**EXERCISE DIRECTIONS**.
Copy each line of the data beneath in which the word "never" appears.

*** Block opens ***

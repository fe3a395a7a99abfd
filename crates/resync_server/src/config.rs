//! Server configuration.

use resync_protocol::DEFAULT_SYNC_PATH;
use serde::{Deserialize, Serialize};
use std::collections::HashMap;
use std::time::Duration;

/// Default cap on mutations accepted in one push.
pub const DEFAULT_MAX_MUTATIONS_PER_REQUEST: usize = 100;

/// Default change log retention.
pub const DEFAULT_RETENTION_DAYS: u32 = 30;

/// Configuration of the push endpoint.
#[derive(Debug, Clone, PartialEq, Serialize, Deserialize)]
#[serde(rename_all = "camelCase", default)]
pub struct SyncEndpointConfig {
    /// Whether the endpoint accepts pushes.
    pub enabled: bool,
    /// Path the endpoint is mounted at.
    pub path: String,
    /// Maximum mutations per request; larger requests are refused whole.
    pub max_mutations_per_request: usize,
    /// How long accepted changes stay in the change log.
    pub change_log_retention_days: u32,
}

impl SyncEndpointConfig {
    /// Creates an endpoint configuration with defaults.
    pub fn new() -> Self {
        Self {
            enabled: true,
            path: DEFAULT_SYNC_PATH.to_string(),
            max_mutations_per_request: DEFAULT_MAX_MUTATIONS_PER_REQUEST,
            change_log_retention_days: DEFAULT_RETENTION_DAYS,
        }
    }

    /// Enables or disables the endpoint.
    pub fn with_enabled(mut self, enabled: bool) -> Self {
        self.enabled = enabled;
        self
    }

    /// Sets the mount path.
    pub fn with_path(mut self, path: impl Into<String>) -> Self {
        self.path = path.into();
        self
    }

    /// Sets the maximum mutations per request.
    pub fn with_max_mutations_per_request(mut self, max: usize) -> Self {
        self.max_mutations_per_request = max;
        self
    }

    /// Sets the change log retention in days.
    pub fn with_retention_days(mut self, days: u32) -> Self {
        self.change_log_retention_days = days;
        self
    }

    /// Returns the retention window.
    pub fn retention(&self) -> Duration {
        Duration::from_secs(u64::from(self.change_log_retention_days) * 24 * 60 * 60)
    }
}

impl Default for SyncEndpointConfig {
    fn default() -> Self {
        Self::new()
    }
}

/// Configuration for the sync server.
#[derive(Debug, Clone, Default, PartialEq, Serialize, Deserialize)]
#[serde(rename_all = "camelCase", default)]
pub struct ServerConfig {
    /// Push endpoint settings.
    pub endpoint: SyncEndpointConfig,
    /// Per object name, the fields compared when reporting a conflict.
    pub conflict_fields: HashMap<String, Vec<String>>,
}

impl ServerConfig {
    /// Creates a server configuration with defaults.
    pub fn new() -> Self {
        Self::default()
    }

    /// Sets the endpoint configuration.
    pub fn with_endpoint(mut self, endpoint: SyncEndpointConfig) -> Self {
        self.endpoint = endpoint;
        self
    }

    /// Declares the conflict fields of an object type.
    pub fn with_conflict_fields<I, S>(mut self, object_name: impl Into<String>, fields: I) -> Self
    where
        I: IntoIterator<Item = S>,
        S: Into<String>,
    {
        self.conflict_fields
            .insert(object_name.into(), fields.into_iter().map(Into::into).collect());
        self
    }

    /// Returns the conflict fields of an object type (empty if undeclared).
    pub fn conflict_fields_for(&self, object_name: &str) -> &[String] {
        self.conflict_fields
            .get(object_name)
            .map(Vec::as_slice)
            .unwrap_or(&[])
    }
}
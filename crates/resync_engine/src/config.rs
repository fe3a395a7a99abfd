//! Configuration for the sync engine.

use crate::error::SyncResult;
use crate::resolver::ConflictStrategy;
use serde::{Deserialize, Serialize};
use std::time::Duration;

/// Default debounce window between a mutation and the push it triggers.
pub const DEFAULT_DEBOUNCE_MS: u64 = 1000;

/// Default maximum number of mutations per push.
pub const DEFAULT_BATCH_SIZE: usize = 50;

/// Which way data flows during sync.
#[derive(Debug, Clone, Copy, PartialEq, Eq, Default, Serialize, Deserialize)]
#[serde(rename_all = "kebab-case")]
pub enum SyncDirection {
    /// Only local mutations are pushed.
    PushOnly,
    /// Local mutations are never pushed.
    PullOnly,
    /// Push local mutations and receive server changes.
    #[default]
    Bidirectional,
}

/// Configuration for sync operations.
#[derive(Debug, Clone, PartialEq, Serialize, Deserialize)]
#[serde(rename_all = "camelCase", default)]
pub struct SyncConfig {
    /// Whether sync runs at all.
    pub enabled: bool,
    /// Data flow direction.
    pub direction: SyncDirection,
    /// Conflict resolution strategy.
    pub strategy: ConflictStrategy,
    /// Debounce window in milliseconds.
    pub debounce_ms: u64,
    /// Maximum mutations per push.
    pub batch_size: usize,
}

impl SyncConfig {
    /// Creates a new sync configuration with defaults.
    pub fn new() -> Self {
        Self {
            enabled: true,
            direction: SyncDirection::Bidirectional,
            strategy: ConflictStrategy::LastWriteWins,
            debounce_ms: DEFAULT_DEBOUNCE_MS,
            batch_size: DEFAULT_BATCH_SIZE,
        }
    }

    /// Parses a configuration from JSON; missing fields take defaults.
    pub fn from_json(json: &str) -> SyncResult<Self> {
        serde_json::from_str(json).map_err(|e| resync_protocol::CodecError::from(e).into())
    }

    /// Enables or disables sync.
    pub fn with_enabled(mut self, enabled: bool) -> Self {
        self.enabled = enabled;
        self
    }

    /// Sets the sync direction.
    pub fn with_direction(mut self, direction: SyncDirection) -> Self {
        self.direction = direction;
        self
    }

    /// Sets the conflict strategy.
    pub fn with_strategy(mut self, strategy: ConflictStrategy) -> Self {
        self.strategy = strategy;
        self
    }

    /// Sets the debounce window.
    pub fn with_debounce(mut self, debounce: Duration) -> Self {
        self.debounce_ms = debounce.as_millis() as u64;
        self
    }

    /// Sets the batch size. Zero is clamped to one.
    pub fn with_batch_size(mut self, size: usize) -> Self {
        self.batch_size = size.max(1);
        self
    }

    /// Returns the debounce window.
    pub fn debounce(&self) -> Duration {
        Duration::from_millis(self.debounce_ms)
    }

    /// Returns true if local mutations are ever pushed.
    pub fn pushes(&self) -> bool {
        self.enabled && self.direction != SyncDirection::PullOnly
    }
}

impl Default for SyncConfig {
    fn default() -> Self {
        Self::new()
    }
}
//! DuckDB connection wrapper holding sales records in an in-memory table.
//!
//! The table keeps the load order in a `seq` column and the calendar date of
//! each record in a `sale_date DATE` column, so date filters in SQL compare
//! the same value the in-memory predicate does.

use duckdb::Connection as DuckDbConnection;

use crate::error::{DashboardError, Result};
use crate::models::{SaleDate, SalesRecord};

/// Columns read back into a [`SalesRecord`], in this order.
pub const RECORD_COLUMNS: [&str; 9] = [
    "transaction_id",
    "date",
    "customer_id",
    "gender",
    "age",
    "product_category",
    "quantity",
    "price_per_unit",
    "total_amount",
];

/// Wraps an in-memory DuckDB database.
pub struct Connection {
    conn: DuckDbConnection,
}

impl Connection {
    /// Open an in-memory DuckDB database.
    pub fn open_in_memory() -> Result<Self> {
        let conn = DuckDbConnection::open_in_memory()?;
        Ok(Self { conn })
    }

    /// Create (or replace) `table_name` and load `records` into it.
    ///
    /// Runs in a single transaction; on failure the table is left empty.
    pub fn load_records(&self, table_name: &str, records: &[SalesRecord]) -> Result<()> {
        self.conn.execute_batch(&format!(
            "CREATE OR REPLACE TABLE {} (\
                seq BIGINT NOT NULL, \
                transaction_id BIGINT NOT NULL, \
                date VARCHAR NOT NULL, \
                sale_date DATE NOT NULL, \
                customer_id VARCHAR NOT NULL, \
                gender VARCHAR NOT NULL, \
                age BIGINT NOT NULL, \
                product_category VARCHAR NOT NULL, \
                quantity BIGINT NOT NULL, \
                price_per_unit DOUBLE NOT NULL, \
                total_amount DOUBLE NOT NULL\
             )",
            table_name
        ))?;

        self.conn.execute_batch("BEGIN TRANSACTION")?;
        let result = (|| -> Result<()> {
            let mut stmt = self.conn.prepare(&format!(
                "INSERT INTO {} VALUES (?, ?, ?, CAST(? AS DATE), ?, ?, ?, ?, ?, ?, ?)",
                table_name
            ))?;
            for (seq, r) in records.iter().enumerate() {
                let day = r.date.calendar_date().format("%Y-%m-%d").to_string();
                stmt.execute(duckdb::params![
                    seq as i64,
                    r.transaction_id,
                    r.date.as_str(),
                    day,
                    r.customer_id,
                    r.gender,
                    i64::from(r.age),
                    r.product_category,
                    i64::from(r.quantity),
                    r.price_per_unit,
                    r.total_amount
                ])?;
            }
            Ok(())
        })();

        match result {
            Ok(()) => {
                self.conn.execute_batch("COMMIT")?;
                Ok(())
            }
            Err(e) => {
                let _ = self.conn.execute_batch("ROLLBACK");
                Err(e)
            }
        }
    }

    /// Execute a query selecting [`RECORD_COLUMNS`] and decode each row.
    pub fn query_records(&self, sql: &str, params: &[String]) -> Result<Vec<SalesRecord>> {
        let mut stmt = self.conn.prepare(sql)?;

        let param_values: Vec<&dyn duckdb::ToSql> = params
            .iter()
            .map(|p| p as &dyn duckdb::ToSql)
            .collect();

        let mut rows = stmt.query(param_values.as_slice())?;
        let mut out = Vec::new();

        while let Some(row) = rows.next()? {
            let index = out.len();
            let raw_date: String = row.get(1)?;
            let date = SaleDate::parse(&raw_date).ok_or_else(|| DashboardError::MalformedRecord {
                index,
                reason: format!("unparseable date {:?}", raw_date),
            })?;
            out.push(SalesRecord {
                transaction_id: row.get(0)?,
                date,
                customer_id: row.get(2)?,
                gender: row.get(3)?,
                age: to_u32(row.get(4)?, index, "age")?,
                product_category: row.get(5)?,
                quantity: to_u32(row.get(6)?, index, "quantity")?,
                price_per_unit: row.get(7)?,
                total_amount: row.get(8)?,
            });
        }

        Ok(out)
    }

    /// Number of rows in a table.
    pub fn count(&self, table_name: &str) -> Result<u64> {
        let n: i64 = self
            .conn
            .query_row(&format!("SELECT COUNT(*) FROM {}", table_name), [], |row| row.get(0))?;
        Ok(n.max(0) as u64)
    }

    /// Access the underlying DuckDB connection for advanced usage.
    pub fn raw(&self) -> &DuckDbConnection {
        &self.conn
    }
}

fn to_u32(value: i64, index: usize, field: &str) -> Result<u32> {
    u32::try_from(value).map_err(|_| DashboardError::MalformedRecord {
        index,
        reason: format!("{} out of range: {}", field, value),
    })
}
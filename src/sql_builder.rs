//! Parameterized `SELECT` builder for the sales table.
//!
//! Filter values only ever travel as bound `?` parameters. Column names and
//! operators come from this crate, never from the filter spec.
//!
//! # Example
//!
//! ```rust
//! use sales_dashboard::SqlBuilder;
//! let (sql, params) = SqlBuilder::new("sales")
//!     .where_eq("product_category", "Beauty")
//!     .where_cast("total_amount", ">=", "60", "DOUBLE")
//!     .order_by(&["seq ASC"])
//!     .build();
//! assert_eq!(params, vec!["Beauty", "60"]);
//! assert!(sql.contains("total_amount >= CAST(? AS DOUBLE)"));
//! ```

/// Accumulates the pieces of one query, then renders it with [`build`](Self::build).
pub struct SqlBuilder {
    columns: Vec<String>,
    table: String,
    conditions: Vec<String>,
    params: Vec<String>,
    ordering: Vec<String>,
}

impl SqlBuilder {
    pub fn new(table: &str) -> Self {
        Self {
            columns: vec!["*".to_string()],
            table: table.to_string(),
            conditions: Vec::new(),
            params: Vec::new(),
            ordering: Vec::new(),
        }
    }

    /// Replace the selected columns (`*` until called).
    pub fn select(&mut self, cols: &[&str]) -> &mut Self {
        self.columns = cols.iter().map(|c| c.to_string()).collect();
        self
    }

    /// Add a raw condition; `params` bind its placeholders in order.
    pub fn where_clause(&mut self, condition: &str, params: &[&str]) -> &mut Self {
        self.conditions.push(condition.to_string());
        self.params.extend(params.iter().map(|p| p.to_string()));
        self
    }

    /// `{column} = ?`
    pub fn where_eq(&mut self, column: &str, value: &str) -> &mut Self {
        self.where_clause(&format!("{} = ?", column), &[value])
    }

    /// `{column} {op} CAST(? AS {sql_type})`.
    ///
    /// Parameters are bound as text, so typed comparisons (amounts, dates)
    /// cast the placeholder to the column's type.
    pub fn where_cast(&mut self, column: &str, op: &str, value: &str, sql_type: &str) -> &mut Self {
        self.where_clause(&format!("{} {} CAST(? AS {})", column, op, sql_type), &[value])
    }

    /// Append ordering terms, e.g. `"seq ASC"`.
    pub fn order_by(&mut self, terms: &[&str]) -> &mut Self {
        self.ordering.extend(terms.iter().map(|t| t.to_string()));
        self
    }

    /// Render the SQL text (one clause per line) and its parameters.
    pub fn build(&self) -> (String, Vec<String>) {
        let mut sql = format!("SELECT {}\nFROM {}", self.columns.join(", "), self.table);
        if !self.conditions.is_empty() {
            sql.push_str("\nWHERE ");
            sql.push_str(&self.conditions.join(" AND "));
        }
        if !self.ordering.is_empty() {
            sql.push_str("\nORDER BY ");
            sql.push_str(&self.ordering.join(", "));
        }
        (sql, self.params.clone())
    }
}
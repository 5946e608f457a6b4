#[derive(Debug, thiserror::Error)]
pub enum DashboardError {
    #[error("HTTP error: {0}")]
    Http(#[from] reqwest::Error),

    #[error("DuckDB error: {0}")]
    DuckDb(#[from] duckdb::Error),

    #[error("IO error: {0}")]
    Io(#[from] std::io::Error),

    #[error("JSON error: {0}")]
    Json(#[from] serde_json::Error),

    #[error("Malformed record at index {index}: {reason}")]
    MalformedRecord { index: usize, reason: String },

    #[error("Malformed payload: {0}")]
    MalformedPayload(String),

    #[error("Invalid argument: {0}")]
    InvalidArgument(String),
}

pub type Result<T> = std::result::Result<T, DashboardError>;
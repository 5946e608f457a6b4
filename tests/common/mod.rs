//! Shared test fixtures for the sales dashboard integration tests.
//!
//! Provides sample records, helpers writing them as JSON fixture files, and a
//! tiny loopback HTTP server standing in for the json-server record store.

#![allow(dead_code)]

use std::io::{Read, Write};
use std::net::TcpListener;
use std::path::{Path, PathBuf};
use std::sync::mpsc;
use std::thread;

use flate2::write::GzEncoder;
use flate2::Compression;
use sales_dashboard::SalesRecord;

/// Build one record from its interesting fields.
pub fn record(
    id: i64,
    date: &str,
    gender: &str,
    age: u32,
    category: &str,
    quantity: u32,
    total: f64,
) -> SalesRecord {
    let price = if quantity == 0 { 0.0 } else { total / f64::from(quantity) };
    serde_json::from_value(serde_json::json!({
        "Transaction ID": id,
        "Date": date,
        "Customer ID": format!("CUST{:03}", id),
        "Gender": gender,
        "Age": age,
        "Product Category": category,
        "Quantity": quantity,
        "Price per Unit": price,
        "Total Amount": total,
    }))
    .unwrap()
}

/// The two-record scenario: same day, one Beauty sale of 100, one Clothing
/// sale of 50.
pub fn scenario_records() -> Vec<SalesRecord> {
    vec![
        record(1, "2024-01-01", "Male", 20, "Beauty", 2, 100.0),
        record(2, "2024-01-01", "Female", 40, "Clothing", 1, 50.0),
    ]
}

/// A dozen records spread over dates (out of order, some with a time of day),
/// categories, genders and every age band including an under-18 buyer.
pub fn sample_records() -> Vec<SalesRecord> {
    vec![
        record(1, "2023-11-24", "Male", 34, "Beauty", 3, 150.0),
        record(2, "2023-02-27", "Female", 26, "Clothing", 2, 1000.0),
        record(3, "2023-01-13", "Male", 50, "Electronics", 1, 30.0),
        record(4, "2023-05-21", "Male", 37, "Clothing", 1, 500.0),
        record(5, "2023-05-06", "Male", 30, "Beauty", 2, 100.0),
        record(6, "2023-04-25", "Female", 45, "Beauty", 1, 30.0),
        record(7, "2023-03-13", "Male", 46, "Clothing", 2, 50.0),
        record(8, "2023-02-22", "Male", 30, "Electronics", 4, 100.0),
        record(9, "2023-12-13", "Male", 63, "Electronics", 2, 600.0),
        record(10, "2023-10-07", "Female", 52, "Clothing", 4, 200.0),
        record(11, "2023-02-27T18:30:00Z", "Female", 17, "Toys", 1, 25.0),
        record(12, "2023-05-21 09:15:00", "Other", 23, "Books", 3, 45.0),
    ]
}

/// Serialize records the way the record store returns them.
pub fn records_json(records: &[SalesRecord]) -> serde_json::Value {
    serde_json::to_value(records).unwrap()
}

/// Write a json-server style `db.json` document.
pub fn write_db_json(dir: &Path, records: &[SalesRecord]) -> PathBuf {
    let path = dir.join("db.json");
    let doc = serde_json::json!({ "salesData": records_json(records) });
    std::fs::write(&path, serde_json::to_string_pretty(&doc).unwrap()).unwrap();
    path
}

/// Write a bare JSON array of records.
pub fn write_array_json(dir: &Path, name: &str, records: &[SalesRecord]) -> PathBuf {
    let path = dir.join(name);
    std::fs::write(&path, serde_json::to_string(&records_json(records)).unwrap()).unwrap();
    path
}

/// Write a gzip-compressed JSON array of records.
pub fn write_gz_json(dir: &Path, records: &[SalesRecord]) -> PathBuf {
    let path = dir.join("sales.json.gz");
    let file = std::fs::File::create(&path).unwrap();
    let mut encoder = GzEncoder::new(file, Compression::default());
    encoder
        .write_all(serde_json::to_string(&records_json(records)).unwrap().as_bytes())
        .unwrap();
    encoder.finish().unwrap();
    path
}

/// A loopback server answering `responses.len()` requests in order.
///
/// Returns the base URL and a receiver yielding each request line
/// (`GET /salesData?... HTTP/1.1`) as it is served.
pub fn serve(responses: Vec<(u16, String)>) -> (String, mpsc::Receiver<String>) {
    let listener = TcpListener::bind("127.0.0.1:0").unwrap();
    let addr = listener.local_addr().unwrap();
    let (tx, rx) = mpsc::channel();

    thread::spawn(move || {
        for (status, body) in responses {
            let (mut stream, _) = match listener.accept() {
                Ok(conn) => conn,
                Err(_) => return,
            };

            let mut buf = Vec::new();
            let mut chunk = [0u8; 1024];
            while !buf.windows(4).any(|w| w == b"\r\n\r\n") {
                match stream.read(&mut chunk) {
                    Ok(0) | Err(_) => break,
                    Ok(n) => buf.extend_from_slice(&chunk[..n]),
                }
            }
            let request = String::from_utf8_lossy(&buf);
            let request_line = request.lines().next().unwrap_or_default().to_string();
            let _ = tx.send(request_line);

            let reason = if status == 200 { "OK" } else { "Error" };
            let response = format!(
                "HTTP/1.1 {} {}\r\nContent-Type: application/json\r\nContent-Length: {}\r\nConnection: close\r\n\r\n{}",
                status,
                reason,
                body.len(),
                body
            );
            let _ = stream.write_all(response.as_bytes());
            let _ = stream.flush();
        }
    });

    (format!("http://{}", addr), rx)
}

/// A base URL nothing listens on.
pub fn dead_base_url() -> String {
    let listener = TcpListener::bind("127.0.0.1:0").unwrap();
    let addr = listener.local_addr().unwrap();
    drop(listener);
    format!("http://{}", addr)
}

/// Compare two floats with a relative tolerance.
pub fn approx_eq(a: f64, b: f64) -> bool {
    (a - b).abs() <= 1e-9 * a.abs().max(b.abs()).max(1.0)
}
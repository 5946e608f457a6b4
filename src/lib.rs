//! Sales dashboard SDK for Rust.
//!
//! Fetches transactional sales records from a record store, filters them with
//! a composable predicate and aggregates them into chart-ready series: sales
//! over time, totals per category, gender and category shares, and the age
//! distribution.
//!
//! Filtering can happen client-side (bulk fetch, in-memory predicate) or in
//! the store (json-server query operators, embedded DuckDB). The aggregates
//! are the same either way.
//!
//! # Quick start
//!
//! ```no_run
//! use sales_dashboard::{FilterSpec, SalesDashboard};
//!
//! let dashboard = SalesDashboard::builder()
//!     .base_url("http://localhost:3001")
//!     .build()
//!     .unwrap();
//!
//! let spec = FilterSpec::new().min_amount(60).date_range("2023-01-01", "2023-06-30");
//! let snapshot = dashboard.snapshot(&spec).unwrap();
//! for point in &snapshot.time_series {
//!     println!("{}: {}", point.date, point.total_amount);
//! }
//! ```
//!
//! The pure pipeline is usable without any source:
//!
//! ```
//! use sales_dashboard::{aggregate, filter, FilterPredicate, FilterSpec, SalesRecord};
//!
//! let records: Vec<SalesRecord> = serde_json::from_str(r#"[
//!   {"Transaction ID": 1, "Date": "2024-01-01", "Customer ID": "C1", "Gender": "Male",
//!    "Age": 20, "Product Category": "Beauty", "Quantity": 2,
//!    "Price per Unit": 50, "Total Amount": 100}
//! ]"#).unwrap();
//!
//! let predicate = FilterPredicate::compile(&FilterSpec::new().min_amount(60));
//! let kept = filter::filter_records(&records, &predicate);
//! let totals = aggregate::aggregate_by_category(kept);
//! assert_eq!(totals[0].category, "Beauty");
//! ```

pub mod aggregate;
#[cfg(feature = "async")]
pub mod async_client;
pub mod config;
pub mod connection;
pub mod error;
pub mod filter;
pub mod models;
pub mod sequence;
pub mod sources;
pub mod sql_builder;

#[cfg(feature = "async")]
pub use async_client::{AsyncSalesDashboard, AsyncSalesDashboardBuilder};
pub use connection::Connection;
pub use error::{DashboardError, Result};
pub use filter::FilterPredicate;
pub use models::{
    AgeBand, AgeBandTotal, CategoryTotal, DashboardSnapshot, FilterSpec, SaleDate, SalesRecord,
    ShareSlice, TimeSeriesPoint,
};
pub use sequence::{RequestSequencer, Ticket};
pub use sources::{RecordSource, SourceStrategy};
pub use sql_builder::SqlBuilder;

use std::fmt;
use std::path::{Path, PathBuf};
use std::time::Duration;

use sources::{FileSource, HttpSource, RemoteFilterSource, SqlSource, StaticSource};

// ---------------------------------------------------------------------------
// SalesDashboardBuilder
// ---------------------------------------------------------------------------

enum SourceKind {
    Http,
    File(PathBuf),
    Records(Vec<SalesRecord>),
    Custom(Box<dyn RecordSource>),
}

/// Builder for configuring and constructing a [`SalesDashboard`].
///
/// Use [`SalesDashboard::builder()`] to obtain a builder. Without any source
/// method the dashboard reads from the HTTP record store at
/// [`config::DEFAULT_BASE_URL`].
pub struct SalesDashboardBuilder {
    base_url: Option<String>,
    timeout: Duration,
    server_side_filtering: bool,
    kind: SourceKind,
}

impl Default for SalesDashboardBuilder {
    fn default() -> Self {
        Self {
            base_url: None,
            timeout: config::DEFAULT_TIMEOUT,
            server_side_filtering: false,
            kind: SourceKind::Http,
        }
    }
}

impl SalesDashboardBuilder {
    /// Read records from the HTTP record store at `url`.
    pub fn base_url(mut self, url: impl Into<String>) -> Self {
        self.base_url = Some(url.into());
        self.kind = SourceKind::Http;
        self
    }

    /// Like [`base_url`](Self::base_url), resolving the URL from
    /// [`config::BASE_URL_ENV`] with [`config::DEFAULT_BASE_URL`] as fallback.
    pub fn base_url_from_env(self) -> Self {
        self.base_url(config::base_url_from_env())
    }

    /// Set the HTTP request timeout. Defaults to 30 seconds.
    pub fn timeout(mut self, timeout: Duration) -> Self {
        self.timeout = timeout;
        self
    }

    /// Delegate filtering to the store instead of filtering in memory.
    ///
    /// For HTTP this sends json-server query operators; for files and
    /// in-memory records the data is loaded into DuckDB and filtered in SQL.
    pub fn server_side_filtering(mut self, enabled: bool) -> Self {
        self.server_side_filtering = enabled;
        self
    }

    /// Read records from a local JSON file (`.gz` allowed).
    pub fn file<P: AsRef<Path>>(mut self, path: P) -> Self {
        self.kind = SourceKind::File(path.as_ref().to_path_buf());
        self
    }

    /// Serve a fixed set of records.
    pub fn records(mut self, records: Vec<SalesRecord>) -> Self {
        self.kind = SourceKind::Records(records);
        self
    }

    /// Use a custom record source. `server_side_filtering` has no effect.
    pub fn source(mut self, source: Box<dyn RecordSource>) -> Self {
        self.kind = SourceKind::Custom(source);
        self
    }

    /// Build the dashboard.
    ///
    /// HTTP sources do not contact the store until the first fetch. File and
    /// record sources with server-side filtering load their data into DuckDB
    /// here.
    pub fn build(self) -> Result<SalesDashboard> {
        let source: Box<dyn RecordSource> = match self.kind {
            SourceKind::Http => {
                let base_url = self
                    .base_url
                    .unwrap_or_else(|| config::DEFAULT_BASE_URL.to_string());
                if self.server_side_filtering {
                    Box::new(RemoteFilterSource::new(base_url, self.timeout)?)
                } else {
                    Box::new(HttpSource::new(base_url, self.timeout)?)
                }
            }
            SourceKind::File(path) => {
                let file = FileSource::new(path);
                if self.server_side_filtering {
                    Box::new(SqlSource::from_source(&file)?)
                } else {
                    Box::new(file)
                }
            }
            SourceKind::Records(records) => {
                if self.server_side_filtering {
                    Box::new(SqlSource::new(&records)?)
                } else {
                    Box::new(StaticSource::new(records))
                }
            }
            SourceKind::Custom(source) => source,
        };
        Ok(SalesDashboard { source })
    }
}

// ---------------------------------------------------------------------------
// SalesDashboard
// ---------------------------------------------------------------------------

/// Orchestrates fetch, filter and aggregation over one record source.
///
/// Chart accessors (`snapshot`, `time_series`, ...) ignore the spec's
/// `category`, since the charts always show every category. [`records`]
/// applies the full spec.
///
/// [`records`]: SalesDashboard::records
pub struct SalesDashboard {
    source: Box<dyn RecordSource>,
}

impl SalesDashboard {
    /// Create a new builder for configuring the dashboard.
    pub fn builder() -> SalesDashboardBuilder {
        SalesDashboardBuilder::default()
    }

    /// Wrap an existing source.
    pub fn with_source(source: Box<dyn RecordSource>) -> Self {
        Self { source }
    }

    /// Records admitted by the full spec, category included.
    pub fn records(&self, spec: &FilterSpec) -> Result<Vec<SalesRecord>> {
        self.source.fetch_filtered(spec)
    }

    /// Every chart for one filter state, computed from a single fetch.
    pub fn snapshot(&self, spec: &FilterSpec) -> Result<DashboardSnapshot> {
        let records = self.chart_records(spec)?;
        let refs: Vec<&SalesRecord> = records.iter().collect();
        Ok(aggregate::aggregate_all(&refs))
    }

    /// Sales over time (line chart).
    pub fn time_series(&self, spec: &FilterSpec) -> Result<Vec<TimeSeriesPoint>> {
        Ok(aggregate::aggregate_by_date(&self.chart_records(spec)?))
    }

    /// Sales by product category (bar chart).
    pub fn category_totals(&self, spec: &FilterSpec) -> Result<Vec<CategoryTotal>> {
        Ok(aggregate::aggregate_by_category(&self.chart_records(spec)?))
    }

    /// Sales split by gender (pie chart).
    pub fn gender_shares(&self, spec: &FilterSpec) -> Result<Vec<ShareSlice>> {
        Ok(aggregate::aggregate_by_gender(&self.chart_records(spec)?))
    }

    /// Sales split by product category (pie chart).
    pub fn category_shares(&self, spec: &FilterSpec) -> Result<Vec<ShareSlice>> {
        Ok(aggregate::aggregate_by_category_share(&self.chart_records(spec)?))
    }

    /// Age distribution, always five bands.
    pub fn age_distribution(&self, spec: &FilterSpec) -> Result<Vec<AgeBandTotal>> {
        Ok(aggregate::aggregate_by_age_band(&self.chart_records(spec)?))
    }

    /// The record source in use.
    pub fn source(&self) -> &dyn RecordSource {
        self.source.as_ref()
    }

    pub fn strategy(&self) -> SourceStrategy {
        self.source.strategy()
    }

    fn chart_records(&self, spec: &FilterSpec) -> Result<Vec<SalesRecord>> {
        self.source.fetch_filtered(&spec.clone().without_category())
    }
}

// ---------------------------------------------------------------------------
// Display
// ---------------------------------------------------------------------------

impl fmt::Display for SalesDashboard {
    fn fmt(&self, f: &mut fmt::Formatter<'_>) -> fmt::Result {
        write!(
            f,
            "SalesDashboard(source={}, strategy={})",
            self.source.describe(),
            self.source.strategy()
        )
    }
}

*** Block closes ***

**TASK RESULT**.
    /// Local mutations are never pushed.
//! operators come from this crate, never from the filter spec.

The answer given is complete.